Twisting and turning through surprising notes, Thelonius Monk’s improvisational style was an impressive collection of dissonance, syncopation, and often, dance moves. Thelonious Monkfish attempts to pull off a culinary version of this unique improvisation; the menu is bursting at the seams, and there are bits of creativity peeking out between the standards. As you’d expect, there are plenty of music-related names, just in case you made it to your table without picking up on the theme.
Some examples from the sushi portion of the menu: Sophisticated Lady, C Jam Blues, Mood Indigo, and even a nod to a fellow Cambridge business, Regattabar. The gems are a bit too hidden, as the over-stuffed menu makes it easy to give up and pick what you know. The standards are solid, though, and some dishes rise above.

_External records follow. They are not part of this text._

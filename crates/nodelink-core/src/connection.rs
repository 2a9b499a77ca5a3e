//! A connection to one search node
//!
//! Connections are created once per node by whatever pool owns them. They
//! share the pool's multiplexing handle, consume their credentials at
//! construction and then issue one request at a time.

use std::fmt;
use std::sync::atomic::{AtomicBool, AtomicU32, Ordering};
use std::sync::{Arc, Mutex};
use std::time::{Duration, Instant};
use serde_json::Value;
use crate::config::ConnectionConfig;
use crate::http::{
    classify, failure_message, transform_config, HttpResponseParser, Method, PollingConfig,
    PollingExecutor, QueryParams, RequestBuilder, RequestObserver, RequestRecord, RequestResult,
    ResponseParser, TracingObserver,
};
use crate::response::Response;
use crate::transport::{SharedMultiHandle, TransportOptions};
use crate::{Error, Result};

/// Path queried by [`Connection::sniff`]
pub const SNIFF_PATH: &str = "/_nodes/_all/clear";

/// Builder for [`Connection`]
#[derive(Default)]
pub struct ConnectionBuilder {
    config: Option<Result<ConnectionConfig>>,
    multi: Option<SharedMultiHandle>,
    parser: Option<Arc<dyn ResponseParser>>,
    observer: Option<Arc<dyn RequestObserver>>,
    polling: PollingConfig,
}

impl ConnectionBuilder {
    pub fn new() -> Self {
        Self::default()
    }

    pub fn config(mut self, config: ConnectionConfig) -> Self {
        self.config = Some(Ok(config));
        self
    }

    /// Use a JSON-shaped configuration map; parse errors surface from [`build`](Self::build)
    pub fn config_value(mut self, value: Value) -> Self {
        self.config = Some(ConnectionConfig::from_value(value));
        self
    }

    /// The shared multiplexing handle (required)
    pub fn multi_handle(mut self, multi: SharedMultiHandle) -> Self {
        self.multi = Some(multi);
        self
    }

    pub fn parser(mut self, parser: Arc<dyn ResponseParser>) -> Self {
        self.parser = Some(parser);
        self
    }

    pub fn observer(mut self, observer: Arc<dyn RequestObserver>) -> Self {
        self.observer = Some(observer);
        self
    }

    pub fn polling(mut self, polling: PollingConfig) -> Self {
        self.polling = polling;
        self
    }

    /// Validate and create the connection
    ///
    /// Failures are reported to the observer before they are returned.
    pub fn build(self) -> Result<Connection> {
        let observer = self
            .observer
            .clone()
            .unwrap_or_else(|| Arc::new(TracingObserver));

        self.try_build(observer.clone()).inspect_err(|e| observer.on_construction_failure(e))
    }

    fn try_build(self, observer: Arc<dyn RequestObserver>) -> Result<Connection> {
        let multi = self.multi.ok_or_else(|| Error::MissingCapability {
            capability: "multiplexing transport handle".to_string(),
        })?;
        let config = self.config.unwrap_or_else(|| {
            Err(Error::MissingConfigKey {
                key: "host".to_string(),
            })
        })?;

        let base_url = config.base_url()?;
        let host = config.host_name().to_string();
        let port = config.resolved_port();
        let scheme = config.scheme().to_string();

        let transformed = transform_config(config);
        let builder = RequestBuilder::new(
            base_url,
            transformed.headers,
            transformed.config.connection_params,
        );

        tracing::debug!(
            target: "nodelink::connection",
            host = %host,
            port = port,
            "Connection created"
        );

        Ok(Connection {
            multi,
            builder,
            host,
            port,
            scheme,
            parser: self.parser.unwrap_or_else(|| Arc::new(HttpResponseParser)),
            observer,
            polling: self.polling,
            in_flight: AtomicBool::new(false),
            alive: AtomicBool::new(false),
            ping_failures: AtomicU32::new(0),
            last_ping: Mutex::new(None),
        })
    }
}

/// Connection to a single node
pub struct Connection {
    multi: SharedMultiHandle,
    builder: RequestBuilder,
    host: String,
    port: u16,
    scheme: String,
    parser: Arc<dyn ResponseParser>,
    observer: Arc<dyn RequestObserver>,
    polling: PollingConfig,
    in_flight: AtomicBool,
    alive: AtomicBool,
    ping_failures: AtomicU32,
    last_ping: Mutex<Option<Instant>>,
}

impl Connection {
    pub fn builder() -> ConnectionBuilder {
        ConnectionBuilder::new()
    }

    /// Create a connection with the default parser, observer and polling settings
    pub fn new(config: ConnectionConfig, multi: SharedMultiHandle) -> Result<Self> {
        Self::builder().config(config).multi_handle(multi).build()
    }

    /// Issue one request and classify its outcome
    ///
    /// `uri` is the path on the node; `options` are per-call transport
    /// overrides applied on top of the connection's own.
    pub fn perform_request(
        &self,
        method: Method,
        uri: &str,
        params: Option<&QueryParams>,
        body: Option<&str>,
        options: Option<&TransportOptions>,
    ) -> Result<Response> {
        let _in_flight = InFlight::acquire(&self.in_flight).ok_or_else(|| Error::RequestInFlight {
            host: self.host.clone(),
        })?;

        let request = self.builder.build_request(method, uri, params, body, options);
        let url = request.url.clone();

        match PollingExecutor::new(&self.multi, self.polling).execute(request) {
            Ok(result) => self.process_result(method, &url, body, result),
            Err(error) => {
                let transport_error = error.to_string();
                let record = RequestRecord {
                    method,
                    uri: &url,
                    request_body: body,
                    status: 0,
                    response_body: "",
                    elapsed: Duration::ZERO,
                    transport_error: &transport_error,
                };
                self.observer.on_failure(&record, &error);
                Err(error)
            }
        }
    }

    fn process_result(
        &self,
        method: Method,
        url: &str,
        body: Option<&str>,
        result: RequestResult,
    ) -> Result<Response> {
        if result.is_transport_failure() {
            let error = Error::Transport {
                code: result.error_code,
                message: result.error_message.clone(),
            };
            let record = RequestRecord {
                method,
                uri: url,
                request_body: body,
                status: result.info.status,
                response_body: "",
                elapsed: result.info.total_time,
                transport_error: &result.error_message,
            };
            self.observer.on_failure(&record, &error);
            return Err(error);
        }

        let reported = Some(result.info.status).filter(|status| *status != 0);
        let parsed = self.parser.parse(&result.body, reported);
        let status = match result.info.status {
            0 => parsed.status.unwrap_or(0),
            status => status,
        };
        let record = RequestRecord {
            method,
            uri: url,
            request_body: body,
            status,
            response_body: &parsed.body,
            elapsed: result.info.total_time,
            transport_error: &result.error_message,
        };

        if let Some(kind) = classify(status, &parsed.body) {
            let error = Error::Http {
                kind,
                status_code: status,
                message: failure_message(status, &result.error_message, &parsed.body),
            };
            self.observer.on_failure(&record, &error);
            return Err(error);
        }

        self.observer.on_success(&record);

        let text = match method {
            Method::Head => String::new(),
            _ => parsed.body,
        };
        Ok(Response {
            status,
            text,
            headers: parsed.headers,
            info: result.info,
        })
    }

    /// `HEAD /`; a 200 marks the node alive, anything else marks it dead
    ///
    /// Transport and classified HTTP failures count as a failed ping rather
    /// than an error.
    pub fn ping(&self) -> Result<bool> {
        match self.perform_request(Method::Head, "/", None, None, None) {
            Ok(response) if response.status == 200 => {
                self.mark_alive();
                Ok(true)
            }
            Ok(_) => {
                self.mark_dead();
                Ok(false)
            }
            Err(error @ (Error::Transport { .. } | Error::Http { .. })) => {
                log::debug!("Ping of {} failed: {}", self.host, error);
                self.mark_dead();
                Ok(false)
            }
            Err(error) => Err(error),
        }
    }

    /// Node information from [`SNIFF_PATH`]
    pub fn sniff(&self) -> Result<Value> {
        self.perform_request(Method::Get, SNIFF_PATH, None, None, None)?
            .json()
    }

    pub fn mark_alive(&self) {
        self.alive.store(true, Ordering::Release);
        self.ping_failures.store(0, Ordering::Release);
        self.stamp_ping();
    }

    pub fn mark_dead(&self) {
        self.alive.store(false, Ordering::Release);
        self.ping_failures.fetch_add(1, Ordering::AcqRel);
        self.stamp_ping();
    }

    pub fn is_alive(&self) -> bool {
        self.alive.load(Ordering::Acquire)
    }

    /// Consecutive failed pings since the node was last seen alive
    pub fn ping_failures(&self) -> u32 {
        self.ping_failures.load(Ordering::Acquire)
    }

    pub fn last_ping(&self) -> Option<Instant> {
        *self.last_ping.lock().unwrap_or_else(|poisoned| poisoned.into_inner())
    }

    fn stamp_ping(&self) {
        *self.last_ping.lock().unwrap_or_else(|poisoned| poisoned.into_inner()) = Some(Instant::now());
    }

    /// Host name without scheme
    pub fn host(&self) -> &str {
        &self.host
    }

    pub fn port(&self) -> u16 {
        self.port
    }

    /// Scheme requests are sent with
    pub fn transport_schema(&self) -> &str {
        &self.scheme
    }

    pub fn base_url(&self) -> &str {
        self.builder.base_url()
    }

    /// Headers sent with every request (pre-encoded credentials)
    pub fn headers(&self) -> &std::collections::BTreeMap<String, String> {
        self.builder.headers()
    }

    /// Transport options applied to every request
    pub fn transport_options(&self) -> &TransportOptions {
        self.builder.options()
    }
}

impl fmt::Debug for Connection {
    fn fmt(&self, f: &mut fmt::Formatter<'_>) -> fmt::Result {
        f.debug_struct("Connection")
            .field("base_url", &self.builder.base_url())
            .field("alive", &self.is_alive())
            .field("ping_failures", &self.ping_failures())
            .finish()
    }
}

/// Marks a connection busy for the duration of one request
struct InFlight<'a>(&'a AtomicBool);

impl<'a> InFlight<'a> {
    fn acquire(flag: &'a AtomicBool) -> Option<Self> {
        flag.compare_exchange(false, true, Ordering::AcqRel, Ordering::Acquire)
            .ok()
            .map(|_| InFlight(flag))
    }
}

impl Drop for InFlight<'_> {
    fn drop(&mut self) {
        self.0.store(false, Ordering::Release);
    }
}
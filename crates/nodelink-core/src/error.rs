//! Error types for the nodelink core library
//!
//! Every failure a connection can produce is a variant of [`Error`]. HTTP
//! failures share one variant and are told apart by their [`FailureKind`],
//! which is the closed taxonomy the classifier maps status codes and response
//! bodies onto.

use std::fmt;
use thiserror::Error;
use serde::{Deserialize, Serialize};

/// Main error type for nodelink operations
#[derive(Error, Debug)]
pub enum Error {
    /// A required construction capability (the multiplexing handle) is absent
    #[error("Missing required capability: {capability}")]
    MissingCapability {
        capability: String,
    },

    /// A required configuration key is absent
    #[error("Missing required configuration key: {key}")]
    MissingConfigKey {
        key: String,
    },

    /// Configuration is present but malformed
    #[error("Configuration error: {message}")]
    Configuration {
        message: String,
        #[source]
        source: Option<anyhow::Error>,
    },

    /// Transport-level failure (DNS, connect, timeout, refused, handle failure)
    #[error("Transport failure ({code}): {message}")]
    Transport {
        code: i32,
        message: String,
    },

    /// The node answered with a status the classifier maps to a failure
    #[error("{message}")]
    Http {
        kind: FailureKind,
        status_code: u16,
        message: String,
    },

    /// The request could not be assembled
    #[error("HTTP request error: {message}")]
    HttpRequest {
        message: String,
    },

    /// A request is already registered on the handle by this connection
    #[error("Connection to {host} already has a request in flight")]
    RequestInFlight {
        host: String,
    },

    /// JSON decoding of a response body failed
    #[error("JSON error: {message}")]
    Json {
        message: String,
        #[source]
        source: serde_json::Error,
    },
}

/// Convenience type alias for Results using our Error type
pub type Result<T> = std::result::Result<T, Error>;

impl Error {
    /// HTTP status attached to the failure, if it came from a response
    pub fn status_code(&self) -> Option<u16> {
        match self {
            Error::Http { status_code, .. } => Some(*status_code),
            _ => None,
        }
    }

    /// Failure kind for classified HTTP failures
    pub fn kind(&self) -> Option<FailureKind> {
        match self {
            Error::Http { kind, .. } => Some(*kind),
            _ => None,
        }
    }

    /// Whether an outer pool could sensibly retry this against another node
    pub fn is_retryable(&self) -> bool {
        match self {
            Error::Transport { .. } => true,
            Error::Http { kind, .. } => kind.is_retryable(),
            _ => false,
        }
    }

    /// Construction-time failures are fatal and never retried
    pub fn is_construction(&self) -> bool {
        matches!(
            self,
            Error::MissingCapability { .. }
                | Error::MissingConfigKey { .. }
                | Error::Configuration { .. }
        )
    }
}

/// Closed set of HTTP failure kinds produced by the classifier
#[derive(Debug, Clone, Copy, PartialEq, Eq, Hash, Serialize, Deserialize)]
pub enum FailureKind {
    /// 400 with an `AlreadyExpiredException` body
    AlreadyExpired,
    /// 403
    Forbidden,
    /// 404
    Missing,
    /// 409
    Conflict,
    /// 400 with a `script_lang not supported` body
    ScriptLangNotSupported,
    /// 500 with a `RoutingMissingException` body
    RoutingMissing,
    /// 500 rejecting a multi-get with no documents
    NoDocumentsToGet,
    /// 500 with a `NoShardAvailableActionException` body
    NoShardAvailable,
    /// Any other 5xx
    ServerError,
}

impl FailureKind {
    /// 5xx kinds may succeed on a different node
    pub fn is_retryable(&self) -> bool {
        matches!(
            self,
            FailureKind::RoutingMissing
                | FailureKind::NoDocumentsToGet
                | FailureKind::NoShardAvailable
                | FailureKind::ServerError
        )
    }

    /// Whether the kind belongs to the 4xx family
    pub fn is_client_error(&self) -> bool {
        !self.is_retryable()
    }
}

impl fmt::Display for FailureKind {
    fn fmt(&self, f: &mut fmt::Formatter<'_>) -> fmt::Result {
        match self {
            FailureKind::AlreadyExpired => write!(f, "AlreadyExpired"),
            FailureKind::Forbidden => write!(f, "Forbidden"),
            FailureKind::Missing => write!(f, "Missing"),
            FailureKind::Conflict => write!(f, "Conflict"),
            FailureKind::ScriptLangNotSupported => write!(f, "ScriptLangNotSupported"),
            FailureKind::RoutingMissing => write!(f, "RoutingMissing"),
            FailureKind::NoDocumentsToGet => write!(f, "NoDocumentsToGet"),
            FailureKind::NoShardAvailable => write!(f, "NoShardAvailable"),
            FailureKind::ServerError => write!(f, "ServerError"),
        }
    }
}

/// Severity levels attached to lifecycle log entries
#[derive(Debug, Clone, Copy, PartialEq, Eq, PartialOrd, Ord, Serialize, Deserialize)]
pub enum Severity {
    /// Informational, no action required
    Info,
    /// Warning, should be reviewed
    Warning,
    /// Error, operation failed
    Error,
    /// Critical, the connection cannot be used at all
    Critical,
}

impl fmt::Display for Severity {
    fn fmt(&self, f: &mut fmt::Formatter<'_>) -> fmt::Result {
        match self {
            Severity::Info => write!(f, "info"),
            Severity::Warning => write!(f, "warning"),
            Severity::Error => write!(f, "error"),
            Severity::Critical => write!(f, "critical"),
        }
    }
}

impl From<serde_json::Error> for Error {
    fn from(err: serde_json::Error) -> Self {
        Error::Json {
            message: err.to_string(),
            source: err,
        }
    }
}

#[cfg(test)]
mod tests {
    use super::*;

    #[test]
    fn test_http_error_display_is_message() {
        let err = Error::Http {
            kind: FailureKind::Missing,
            status_code: 404,
            message: "404 Server Exception: \n{}".to_string(),
        };
        assert_eq!(err.to_string(), "404 Server Exception: \n{}");
        assert_eq!(err.status_code(), Some(404));
        assert_eq!(err.kind(), Some(FailureKind::Missing));
    }

    #[test]
    fn test_transport_error_display() {
        let err = Error::Transport {
            code: 7,
            message: "Failed to connect".to_string(),
        };
        assert_eq!(err.to_string(), "Transport failure (7): Failed to connect");
        assert!(err.is_retryable());
        assert_eq!(err.status_code(), None);
    }

    #[test]
    fn test_retryable_kinds() {
        assert!(FailureKind::ServerError.is_retryable());
        assert!(FailureKind::NoShardAvailable.is_retryable());
        assert!(FailureKind::RoutingMissing.is_retryable());
        assert!(FailureKind::NoDocumentsToGet.is_retryable());
        assert!(!FailureKind::Missing.is_retryable());
        assert!(!FailureKind::Conflict.is_retryable());
        assert!(FailureKind::Forbidden.is_client_error());
    }

    #[test]
    fn test_construction_errors_are_not_retryable() {
        let err = Error::MissingConfigKey { key: "host".to_string() };
        assert!(err.is_construction());
        assert!(!err.is_retryable());
        assert_eq!(err.to_string(), "Missing required configuration key: host");
    }

    #[test]
    fn test_severity_ordering() {
        assert!(Severity::Info < Severity::Warning);
        assert!(Severity::Error < Severity::Critical);
        assert_eq!(Severity::Critical.to_string(), "critical");
    }
}
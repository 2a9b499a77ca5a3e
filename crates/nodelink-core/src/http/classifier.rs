//! Status and body classification
//!
//! The node reports many distinct failures behind a handful of status codes,
//! so the status alone is not enough. Rules are kept in one ordered table and
//! evaluated top to bottom; the first rule whose status and body pattern both
//! match decides the [`FailureKind`]. Statuses the table does not claim fall
//! back by range: 5xx always fails with [`FailureKind::ServerError`], 4xx is
//! passed through to the caller.

use std::sync::OnceLock;
use regex::Regex;
use crate::error::FailureKind;

/// Body condition of a rule
#[derive(Debug)]
pub enum BodyPattern {
    /// Any body
    Any,
    /// Body contains the substring
    Contains(&'static str),
    /// Body matches the expression
    Matches(Regex),
}

impl BodyPattern {
    pub fn matches(&self, body: &str) -> bool {
        match self {
            BodyPattern::Any => true,
            BodyPattern::Contains(needle) => body.contains(needle),
            BodyPattern::Matches(regex) => regex.is_match(body),
        }
    }
}

/// One row of the classification table
#[derive(Debug)]
pub struct ClassificationRule {
    pub status: u16,
    pub body: BodyPattern,
    pub kind: FailureKind,
}

impl ClassificationRule {
    pub fn matches(&self, status: u16, body: &str) -> bool {
        self.status == status && self.body.matches(body)
    }
}

/// The rule table in evaluation order
pub fn rules() -> &'static [ClassificationRule] {
    static RULES: OnceLock<Vec<ClassificationRule>> = OnceLock::new();
    RULES.get_or_init(|| {
        vec![
            ClassificationRule {
                status: 400,
                body: BodyPattern::Contains("AlreadyExpiredException"),
                kind: FailureKind::AlreadyExpired,
            },
            ClassificationRule {
                status: 403,
                body: BodyPattern::Any,
                kind: FailureKind::Forbidden,
            },
            ClassificationRule {
                status: 404,
                body: BodyPattern::Any,
                kind: FailureKind::Missing,
            },
            ClassificationRule {
                status: 409,
                body: BodyPattern::Any,
                kind: FailureKind::Conflict,
            },
            ClassificationRule {
                status: 400,
                body: BodyPattern::Contains("script_lang not supported"),
                kind: FailureKind::ScriptLangNotSupported,
            },
            ClassificationRule {
                status: 500,
                body: BodyPattern::Contains("RoutingMissingException"),
                kind: FailureKind::RoutingMissing,
            },
            ClassificationRule {
                status: 500,
                body: BodyPattern::Matches(
                    Regex::new(r"(?s)ActionRequestValidationException.*no documents to get")
                        .expect("Valid regex pattern"),
                ),
                kind: FailureKind::NoDocumentsToGet,
            },
            ClassificationRule {
                status: 500,
                body: BodyPattern::Contains("NoShardAvailableActionException"),
                kind: FailureKind::NoShardAvailable,
            },
        ]
    })
}

/// Classify a completed response; `None` means the response is returned to the caller
pub fn classify(status: u16, body: &str) -> Option<FailureKind> {
    if let Some(rule) = rules().iter().find(|rule| rule.matches(status, body)) {
        return Some(rule.kind);
    }

    match status {
        500..=599 => Some(FailureKind::ServerError),
        _ => None,
    }
}

/// Message carried by every classified failure
pub fn failure_message(status: u16, transport_error: &str, body: &str) -> String {
    format!("{} Server Exception: {}\n{}", status, transport_error, body)
}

On both of my visits to Thelonious Monkfish, I thoroughly enjoyed my entrees: Papaya Salad with Sticky Rice Spring Rolls and Tori Katsu with Basil Leaf. The Tori Katsu — fried chicken cutlet with fried basil and some other veggies — was especially good. My dining companions tried out some of the sushi, including the special Lady Gaga roll, a delicious pink monstrosity with octopus, cucumber, tiger shrimp, kamikama, and about 10 other ingredients.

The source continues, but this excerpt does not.